あの頃、夜中に急にそれまでの思い出がぶり返して泣いて眠れないことが多々あった。推しと共演するイベントや舞台を見るためになれない夜行バスに乗ったことや、その方のファンと現場で語らった記憶。何年も何年もふいに思い出して、もう出会えない。年下の私はその人の年にいつか追いつくんだと思って吐き気が襲ってきた。

だからデジャヴュだった。個人的に清涼感があって好ましく聴くグループの、その顔を覚えているほどだった方が星になったと聞いたとき。悲しいことに前例がなかった訳ではないK-POPでついぞ出会いたくなかったその報せに、やるせない気持ちになってこのnoteを書きなぐっている。何度も文字に表しきれなくて悔しい。この感情がどうにも不甲斐ない。そこまでさせてしまったアイドルとは、なんなんだろう。

私の今の推しも時々心配になるくらい、ファンに対して心を砕いていると感じることがあって歯痒くなる。あまり眠れないと話していたとも聞く。

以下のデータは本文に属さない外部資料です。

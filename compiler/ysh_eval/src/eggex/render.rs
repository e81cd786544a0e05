//! Rendering a compiled eggex as a POSIX extended regular expression.

use ysh_ir::{ClassLiteralTerm, PerlClass, PosixClass, PrimitiveId, Regex, RepeatOp};
use ysh_value::{non_canonical_regex, unsupported, EvalError};

use crate::host::PatternRenderer;

/// Reference [`PatternRenderer`] producing ERE syntax.
///
/// Groups are plain parentheses, as ERE has no non-capturing form, so
/// `(...)` groups count towards match group numbering.
#[derive(Copy, Clone, Debug, Default)]
pub struct PosixEreRenderer;

impl PatternRenderer for PosixEreRenderer {
    fn render(&self, regex: &Regex) -> Result<String, EvalError> {
        let mut out = String::new();
        render_node(regex, &mut out)?;
        Ok(out)
    }
}

fn render_node(node: &Regex, out: &mut String) -> Result<(), EvalError> {
    match node {
        Regex::Primitive { id, .. } => out.push_str(match id {
            PrimitiveId::Dot => ".",
            PrimitiveId::Start => "^",
            PrimitiveId::End => "$",
        }),
        Regex::LiteralChars { s, .. } => {
            for c in s.chars() {
                push_literal(c, out);
            }
        }
        Regex::PosixClass(class) => {
            out.push('[');
            if class.negated {
                out.push('^');
            }
            out.push_str(&format!("[:{}:]", class.name));
            out.push(']');
        }
        Regex::PerlClass(class) => {
            out.push('[');
            if class.negated {
                out.push('^');
            }
            out.push_str(perl_class_body(class)?);
            out.push(']');
        }
        Regex::Seq(children) => {
            for child in children {
                render_wrapped(child, matches!(child, Regex::Alt(_)), out)?;
            }
        }
        Regex::Alt(children) => {
            for (i, child) in children.iter().enumerate() {
                if i > 0 {
                    out.push('|');
                }
                render_node(child, out)?;
            }
        }
        Regex::Repeat { child, op } => {
            render_wrapped(child, needs_group_for_repeat(child), out)?;
            push_repeat_op(*op, out);
        }
        Regex::Group { child } | Regex::Capture { child, .. } => {
            out.push('(');
            render_node(child, out)?;
            out.push(')');
        }
        Regex::ClassLiteral { negated, terms } => {
            out.push('[');
            if *negated {
                out.push('^');
            }
            for term in terms {
                render_class_term(term, out)?;
            }
            out.push(']');
        }
        Regex::Speck(_) => return Err(non_canonical_regex("Speck")),
        Regex::Token(_) => return Err(non_canonical_regex("Token")),
        Regex::SingleQuoted(_) => return Err(non_canonical_regex("SingleQuoted")),
        Regex::DoubleQuoted(_) => return Err(non_canonical_regex("DoubleQuoted")),
        Regex::BracedVarSub(_) => return Err(non_canonical_regex("BracedVarSub")),
        Regex::SimpleVarSub(_) => return Err(non_canonical_regex("SimpleVarSub")),
        Regex::Splice { .. } => return Err(non_canonical_regex("Splice")),
    }
    Ok(())
}

fn render_wrapped(node: &Regex, wrap: bool, out: &mut String) -> Result<(), EvalError> {
    if wrap {
        out.push('(');
    }
    render_node(node, out)?;
    if wrap {
        out.push(')');
    }
    Ok(())
}

/// A repeat applies to one atom; anything longer needs parentheses.
fn needs_group_for_repeat(child: &Regex) -> bool {
    match child {
        Regex::LiteralChars { s, .. } => s.chars().nth(1).is_some(),
        Regex::Seq(children) => children.len() != 1,
        Regex::Alt(_) | Regex::Repeat { .. } => true,
        _ => false,
    }
}

fn push_repeat_op(op: RepeatOp, out: &mut String) {
    match op {
        RepeatOp::Star => out.push('*'),
        RepeatOp::Plus => out.push('+'),
        RepeatOp::Question => out.push('?'),
        RepeatOp::Num(n) => out.push_str(&format!("{{{n}}}")),
        RepeatOp::Range { lower, upper } => {
            let lower = lower.unwrap_or(0);
            match upper {
                Some(upper) => out.push_str(&format!("{{{lower},{upper}}}")),
                None => out.push_str(&format!("{{{lower},}}")),
            }
        }
    }
}

fn push_literal(c: char, out: &mut String) {
    if matches!(
        c,
        '.' | '[' | ']' | '(' | ')' | '{' | '}' | '*' | '+' | '?' | '^' | '$' | '|' | '\\'
    ) {
        out.push('\\');
    }
    out.push(c);
}

/// Characters that are special inside brackets in ERE or in the reference
/// matcher's class syntax.
fn push_class_char(c: char, out: &mut String) {
    if matches!(c, '\\' | ']' | '[' | '^' | '-' | '&' | '~') {
        out.push('\\');
    }
    out.push(c);
}

fn render_class_term(term: &ClassLiteralTerm, out: &mut String) -> Result<(), EvalError> {
    match term {
        ClassLiteralTerm::Range { start, end } => {
            push_class_char(*start, out);
            out.push('-');
            push_class_char(*end, out);
        }
        ClassLiteralTerm::PosixClass(PosixClass { negated, name }) => {
            if *negated {
                return Err(unsupported("Negated POSIX class inside a class literal"));
            }
            out.push_str(&format!("[:{name}:]"));
        }
        ClassLiteralTerm::PerlClass(class) => {
            if class.negated {
                return Err(unsupported("Negated Perl class inside a class literal"));
            }
            out.push_str(perl_class_body(class)?);
        }
        ClassLiteralTerm::ByteSet { bytes, .. } => match std::str::from_utf8(bytes) {
            Ok(s) => s.chars().for_each(|c| push_class_char(c, out)),
            // A lone high byte from a \xHH literal stands for U+00HH
            Err(_) => bytes
                .iter()
                .for_each(|b| push_class_char(char::from(*b), out)),
        },
        ClassLiteralTerm::CodePoint { code, .. } => {
            let c = char::from_u32(*code)
                .ok_or_else(|| unsupported(&format!("Code point {code:#x} in a class literal")))?;
            push_class_char(c, out);
        }
        ClassLiteralTerm::SingleQuoted(_) => return Err(non_canonical_regex("SingleQuoted")),
        ClassLiteralTerm::DoubleQuoted(_) => return Err(non_canonical_regex("DoubleQuoted")),
        ClassLiteralTerm::BracedVarSub(_) => return Err(non_canonical_regex("BracedVarSub")),
        ClassLiteralTerm::SimpleVarSub(_) => return Err(non_canonical_regex("SimpleVarSub")),
        ClassLiteralTerm::CharLiteral(_) => return Err(non_canonical_regex("CharLiteral")),
    }
    Ok(())
}

/// Bracket-expression body for `d`, `w` and `s`.
fn perl_class_body(class: &PerlClass) -> Result<&'static str, EvalError> {
    match class.name.as_str() {
        "d" => Ok("[:digit:]"),
        "w" => Ok("[:alnum:]_"),
        "s" => Ok("[:space:]"),
        other => Err(unsupported(&format!("Perl class '{other}'"))),
    }
}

もうすぐ兵役に向かう推しは少しずつ身の回りを変化させていて、それでも私に、ファンに寄添おうと時間を共有してくれているところは変わらずにいてくれている。やがてその供給が途絶えても待ち続けられる自信が芽生えてきた気がする。でもきっと兵役に行く前の推しと帰ってきた推しは違うものになるんだろうな。その変化を少しでもたくさん愛せるような自分になれるように努力したい。だから大丈夫だから、どうか不安にならず健やかに幸せでいてほしい。

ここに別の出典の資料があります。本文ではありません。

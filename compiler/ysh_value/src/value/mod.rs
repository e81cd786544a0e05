//! Runtime values for the YSH expression evaluator.
//!
//! # Shell-native values and objects
//!
//! The shell core only understands three kinds of values: a scalar string,
//! an array of optional strings, and an associative array. Everything the
//! expression language adds (numbers, lists, dicts, callables, eggexes) is
//! carried inside `Value::Obj`, a closed set of payloads that downstream code
//! can match exhaustively.
//!
//! # Heap enforcement
//!
//! Heap payloads are wrapped in `Heap<T>`, whose constructor is private to
//! this module, so they can only be created through the factory methods on
//! `Value`:
//!
//! ```text
//! let s = Value::string("hello");            // OK
//! let l = Value::list(vec![Value::int(1)]);  // OK
//! let s = Value::Str(Heap::new(..));         // ERROR: Heap::new is pub(super)
//! ```

mod composite;
mod heap;
mod key;

use std::fmt;

use indexmap::IndexMap;

pub use composite::{
    EggexValue, FunctionValue, HostFn, Kwargs, RangeValue, SliceValue, UserObject,
};
pub use heap::Heap;
pub use key::DictKey;

/// Runtime value.
#[derive(Clone)]
pub enum Value {
    // Shell-native values
    /// Scalar string.
    Str(Heap<String>),
    /// Indexed array; unset slots are `None`.
    StrArray(Heap<Vec<Option<String>>>),
    /// Associative array.
    AssocArray(Heap<IndexMap<String, String>>),

    /// Any richer value produced by the expression language.
    Obj(Obj),
}

/// Payload of `Value::Obj`.
#[derive(Clone)]
pub enum Obj {
    Null,
    Bool(bool),
    Int(i64),
    Float(f64),
    List(Heap<Vec<Value>>),
    Tuple(Heap<Vec<Value>>),
    Dict(Heap<IndexMap<DictKey, Value>>),
    Range(RangeValue),
    Slice(SliceValue),
    Func(FunctionValue),
    /// Compiled eggex.
    Regex(Heap<EggexValue>),
    /// Opaque host object.
    User(Heap<UserObject>),
}

// Factory Methods (ONLY way to construct heap values)

impl Value {
    pub const NULL: Value = Value::Obj(Obj::Null);

    #[inline]
    pub fn string(s: impl Into<String>) -> Self {
        Value::Str(Heap::new(s.into()))
    }

    #[inline]
    pub fn str_array(items: Vec<Option<String>>) -> Self {
        Value::StrArray(Heap::new(items))
    }

    /// Array without holes, from plain strings.
    pub fn strings<I, S>(items: I) -> Self
    where
        I: IntoIterator<Item = S>,
        S: Into<String>,
    {
        Value::str_array(items.into_iter().map(|s| Some(s.into())).collect())
    }

    #[inline]
    pub fn assoc_array(entries: IndexMap<String, String>) -> Self {
        Value::AssocArray(Heap::new(entries))
    }

    #[inline]
    pub fn bool(b: bool) -> Self {
        Value::Obj(Obj::Bool(b))
    }

    #[inline]
    pub fn int(n: i64) -> Self {
        Value::Obj(Obj::Int(n))
    }

    #[inline]
    pub fn float(f: f64) -> Self {
        Value::Obj(Obj::Float(f))
    }

    #[inline]
    pub fn list(items: Vec<Value>) -> Self {
        Value::Obj(Obj::List(Heap::new(items)))
    }

    #[inline]
    pub fn tuple(items: Vec<Value>) -> Self {
        Value::Obj(Obj::Tuple(Heap::new(items)))
    }

    #[inline]
    pub fn dict(entries: IndexMap<DictKey, Value>) -> Self {
        Value::Obj(Obj::Dict(Heap::new(entries)))
    }

    #[inline]
    pub fn range(start: i64, end: i64) -> Self {
        Value::Obj(Obj::Range(RangeValue::new(start, end)))
    }

    #[inline]
    pub fn slice(lower: Option<i64>, upper: Option<i64>) -> Self {
        Value::Obj(Obj::Slice(SliceValue::new(lower, upper)))
    }

    #[inline]
    pub fn func(f: FunctionValue) -> Self {
        Value::Obj(Obj::Func(f))
    }

    #[inline]
    pub fn regex(eggex: EggexValue) -> Self {
        Value::Obj(Obj::Regex(Heap::new(eggex)))
    }

    #[inline]
    pub fn user(obj: UserObject) -> Self {
        Value::Obj(Obj::User(Heap::new(obj)))
    }
}

// Value Methods

impl Value {
    pub fn is_null(&self) -> bool {
        matches!(self, Value::Obj(Obj::Null))
    }

    pub fn as_obj(&self) -> Option<&Obj> {
        match self {
            Value::Obj(obj) => Some(obj),
            _ => None,
        }
    }

    pub fn as_str(&self) -> Option<&str> {
        match self {
            Value::Str(s) => Some(s),
            _ => None,
        }
    }

    /// Integer payload. Bools are not integers here.
    pub fn as_int(&self) -> Option<i64> {
        match self {
            Value::Obj(Obj::Int(n)) => Some(*n),
            _ => None,
        }
    }

    pub fn as_bool(&self) -> Option<bool> {
        match self {
            Value::Obj(Obj::Bool(b)) => Some(*b),
            _ => None,
        }
    }

    /// Numeric value as a float: ints and bools convert, floats pass through.
    pub fn as_float(&self) -> Option<f64> {
        match self {
            Value::Obj(Obj::Float(f)) => Some(*f),
            Value::Obj(Obj::Int(n)) => Some(int_to_float(*n)),
            Value::Obj(Obj::Bool(b)) => Some(if *b { 1.0 } else { 0.0 }),
            _ => None,
        }
    }

    pub fn as_list(&self) -> Option<&[Value]> {
        match self {
            Value::Obj(Obj::List(items)) => Some(items),
            _ => None,
        }
    }

    pub fn as_regex(&self) -> Option<&EggexValue> {
        match self {
            Value::Obj(Obj::Regex(eggex)) => Some(eggex),
            _ => None,
        }
    }

    /// Get the type name for error messages.
    pub fn type_name(&self) -> &'static str {
        match self {
            Value::Str(_) => "Str",
            Value::StrArray(_) => "StrArray",
            Value::AssocArray(_) => "AssocArray",
            Value::Obj(obj) => obj.type_name(),
        }
    }

    /// Check if this value is truthy.
    pub fn is_truthy(&self) -> bool {
        match self {
            Value::Str(s) => !s.is_empty(),
            Value::StrArray(items) => !items.is_empty(),
            Value::AssocArray(entries) => !entries.is_empty(),
            Value::Obj(obj) => match obj {
                Obj::Null => false,
                Obj::Bool(b) => *b,
                Obj::Int(n) => *n != 0,
                Obj::Float(f) => *f != 0.0,
                Obj::List(items) | Obj::Tuple(items) => !items.is_empty(),
                Obj::Dict(entries) => !entries.is_empty(),
                Obj::Range(r) => !r.is_empty(),
                Obj::Slice(_) | Obj::Func(_) | Obj::Regex(_) | Obj::User(_) => true,
            },
        }
    }

    /// Identity, as tested by `is`.
    ///
    /// Scalars are identical when equal; heap values only when they share an
    /// allocation.
    pub fn is_same(&self, other: &Value) -> bool {
        match (self, other) {
            (Value::Str(a), Value::Str(b)) => Heap::ptr_eq(a, b),
            (Value::StrArray(a), Value::StrArray(b)) => Heap::ptr_eq(a, b),
            (Value::AssocArray(a), Value::AssocArray(b)) => Heap::ptr_eq(a, b),
            (Value::Obj(a), Value::Obj(b)) => match (a, b) {
                (Obj::Null, Obj::Null) => true,
                (Obj::Bool(x), Obj::Bool(y)) => x == y,
                (Obj::Int(x), Obj::Int(y)) => x == y,
                (Obj::Float(x), Obj::Float(y)) => x.to_bits() == y.to_bits(),
                (Obj::List(x), Obj::List(y)) | (Obj::Tuple(x), Obj::Tuple(y)) => {
                    Heap::ptr_eq(x, y)
                }
                (Obj::Dict(x), Obj::Dict(y)) => Heap::ptr_eq(x, y),
                (Obj::Range(x), Obj::Range(y)) => x == y,
                (Obj::Slice(x), Obj::Slice(y)) => x == y,
                (Obj::Func(x), Obj::Func(y)) => x.ptr_eq(y),
                (Obj::Regex(x), Obj::Regex(y)) => Heap::ptr_eq(x, y),
                (Obj::User(x), Obj::User(y)) => Heap::ptr_eq(x, y),
                _ => false,
            },
            _ => false,
        }
    }
}

impl Obj {
    pub fn type_name(&self) -> &'static str {
        match self {
            Obj::Null => "Null",
            Obj::Bool(_) => "Bool",
            Obj::Int(_) => "Int",
            Obj::Float(_) => "Float",
            Obj::List(_) => "List",
            Obj::Tuple(_) => "Tuple",
            Obj::Dict(_) => "Dict",
            Obj::Range(_) => "Range",
            Obj::Slice(_) => "Slice",
            Obj::Func(_) => "Func",
            Obj::Regex(_) => "Eggex",
            Obj::User(_) => "Obj",
        }
    }
}

/// Convert an integer to the nearest float.
#[expect(
    clippy::cast_precision_loss,
    reason = "integers beyond 2^53 round, matching float arithmetic"
)]
pub fn int_to_float(n: i64) -> f64 {
    n as f64
}

// Equality

impl PartialEq for Value {
    fn eq(&self, other: &Self) -> bool {
        match (self, other) {
            (Value::Str(a), Value::Str(b)) => a == b,
            (Value::StrArray(a), Value::StrArray(b)) => a == b,
            (Value::AssocArray(a), Value::AssocArray(b)) => a == b,
            (Value::Obj(a), Value::Obj(b)) => a == b,
            _ => false,
        }
    }
}

impl PartialEq for Obj {
    fn eq(&self, other: &Self) -> bool {
        match (self, other) {
            (Obj::Null, Obj::Null) => true,
            (Obj::List(a), Obj::List(b)) | (Obj::Tuple(a), Obj::Tuple(b)) => a == b,
            (Obj::Dict(a), Obj::Dict(b)) => a == b,
            (Obj::Range(a), Obj::Range(b)) => a == b,
            (Obj::Slice(a), Obj::Slice(b)) => a == b,
            (Obj::Func(a), Obj::Func(b)) => a.ptr_eq(b),
            (Obj::Regex(a), Obj::Regex(b)) => a == b,
            (Obj::User(a), Obj::User(b)) => Heap::ptr_eq(a, b),
            _ => numeric_eq(self, other).unwrap_or(false),
        }
    }
}

/// Equality across `Bool`, `Int` and `Float`, or `None` if either side is
/// not numeric.
#[expect(clippy::float_cmp, reason = "numeric equality is exact by definition")]
fn numeric_eq(a: &Obj, b: &Obj) -> Option<bool> {
    match (a, b) {
        (Obj::Float(x), Obj::Float(y)) => Some(x == y),
        (Obj::Float(x), other) | (other, Obj::Float(x)) => {
            numeric_int(other).map(|n| int_to_float(n) == *x)
        }
        _ => Some(numeric_int(a)? == numeric_int(b)?),
    }
}

fn numeric_int(obj: &Obj) -> Option<i64> {
    match obj {
        Obj::Bool(b) => Some(i64::from(*b)),
        Obj::Int(n) => Some(*n),
        _ => None,
    }
}

// Formatting

fn write_quoted(f: &mut fmt::Formatter<'_>, s: &str) -> fmt::Result {
    write!(f, "'")?;
    for c in s.chars() {
        match c {
            '\'' => write!(f, "\\'")?,
            '\\' => write!(f, "\\\\")?,
            '\n' => write!(f, "\\n")?,
            _ => write!(f, "{c}")?,
        }
    }
    write!(f, "'")
}

fn write_seq<'a, I, T>(f: &mut fmt::Formatter<'_>, items: I) -> fmt::Result
where
    I: IntoIterator<Item = &'a T>,
    T: fmt::Display + 'a,
{
    for (i, item) in items.into_iter().enumerate() {
        if i > 0 {
            write!(f, ", ")?;
        }
        write!(f, "{item}")?;
    }
    Ok(())
}

/// Values print in literal syntax: strings are quoted.
impl fmt::Display for Value {
    fn fmt(&self, f: &mut fmt::Formatter<'_>) -> fmt::Result {
        match self {
            Value::Str(s) => write_quoted(f, s),
            Value::StrArray(items) => {
                write!(f, "%(")?;
                for (i, item) in items.iter().enumerate() {
                    if i > 0 {
                        write!(f, " ")?;
                    }
                    match item {
                        Some(s) => write_quoted(f, s)?,
                        None => write!(f, "null")?,
                    }
                }
                write!(f, ")")
            }
            Value::AssocArray(entries) => {
                write!(f, "%{{")?;
                for (i, (k, v)) in entries.iter().enumerate() {
                    if i > 0 {
                        write!(f, ", ")?;
                    }
                    write_quoted(f, k)?;
                    write!(f, ": ")?;
                    write_quoted(f, v)?;
                }
                write!(f, "}}")
            }
            Value::Obj(obj) => write!(f, "{obj}"),
        }
    }
}

impl fmt::Display for Obj {
    fn fmt(&self, f: &mut fmt::Formatter<'_>) -> fmt::Result {
        match self {
            Obj::Null => write!(f, "null"),
            Obj::Bool(b) => write!(f, "{b}"),
            Obj::Int(n) => write!(f, "{n}"),
            Obj::Float(x) => write!(f, "{x:?}"),
            Obj::List(items) => {
                write!(f, "[")?;
                write_seq(f, items.iter())?;
                write!(f, "]")
            }
            Obj::Tuple(items) => {
                write!(f, "(")?;
                write_seq(f, items.iter())?;
                if items.len() == 1 {
                    write!(f, ",")?;
                }
                write!(f, ")")
            }
            Obj::Dict(entries) => {
                write!(f, "{{")?;
                for (i, (k, v)) in entries.iter().enumerate() {
                    if i > 0 {
                        write!(f, ", ")?;
                    }
                    write!(f, "{}: {v}", k.to_value())?;
                }
                write!(f, "}}")
            }
            Obj::Range(r) => write!(f, "{}:{}", r.start, r.end),
            Obj::Slice(s) => {
                if let Some(lower) = s.lower {
                    write!(f, "{lower}")?;
                }
                write!(f, ":")?;
                if let Some(upper) = s.upper {
                    write!(f, "{upper}")?;
                }
                Ok(())
            }
            Obj::Func(func) => write!(f, "<Func {}>", func.name()),
            Obj::Regex(_) => write!(f, "<Eggex>"),
            Obj::User(obj) => write!(f, "<Obj {}>", obj.type_name),
        }
    }
}

impl fmt::Debug for Value {
    fn fmt(&self, f: &mut fmt::Formatter<'_>) -> fmt::Result {
        fmt::Display::fmt(self, f)
    }
}

impl fmt::Debug for Obj {
    fn fmt(&self, f: &mut fmt::Formatter<'_>) -> fmt::Result {
        fmt::Display::fmt(self, f)
    }
}

// Conversions

impl From<&str> for Value {
    fn from(s: &str) -> Self {
        Value::string(s)
    }
}

impl From<String> for Value {
    fn from(s: String) -> Self {
        Value::string(s)
    }
}

impl From<i64> for Value {
    fn from(n: i64) -> Self {
        Value::int(n)
    }
}

impl From<bool> for Value {
    fn from(b: bool) -> Self {
        Value::bool(b)
    }
}

impl From<f64> for Value {
    fn from(f: f64) -> Self {
        Value::float(f)
    }
}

私はアイドルが見せてくれる束の間の夢をみつめて愛することしかできない。
アイドルの人生に責任をとってあげることはできない。逆もまた。
ああしてほしい。こうであってほしい。そんなことはやめてほしい。言っていい訳がない。でもオタクだからつい軽い気持ちで大小様々な欲望を口にしてしまう。そんな自分に自己嫌悪してしまう。
幸せでいてほしいと思うのにアイドルを縛るような台詞を吐いてしまう自分が嫌だ。
それでも自分の人生で生きていく勇気をくれたアイドルは幸せでいてほしい。極論だけどその幸せが引退という道でも、すぐには無理でも受け入れられるようになりたい。同じ空の下で生きている推しが幸せなら、推しを大好きだと想えた気持ちが私に残されているなら私も頑張って生きていける。本当にそう思う。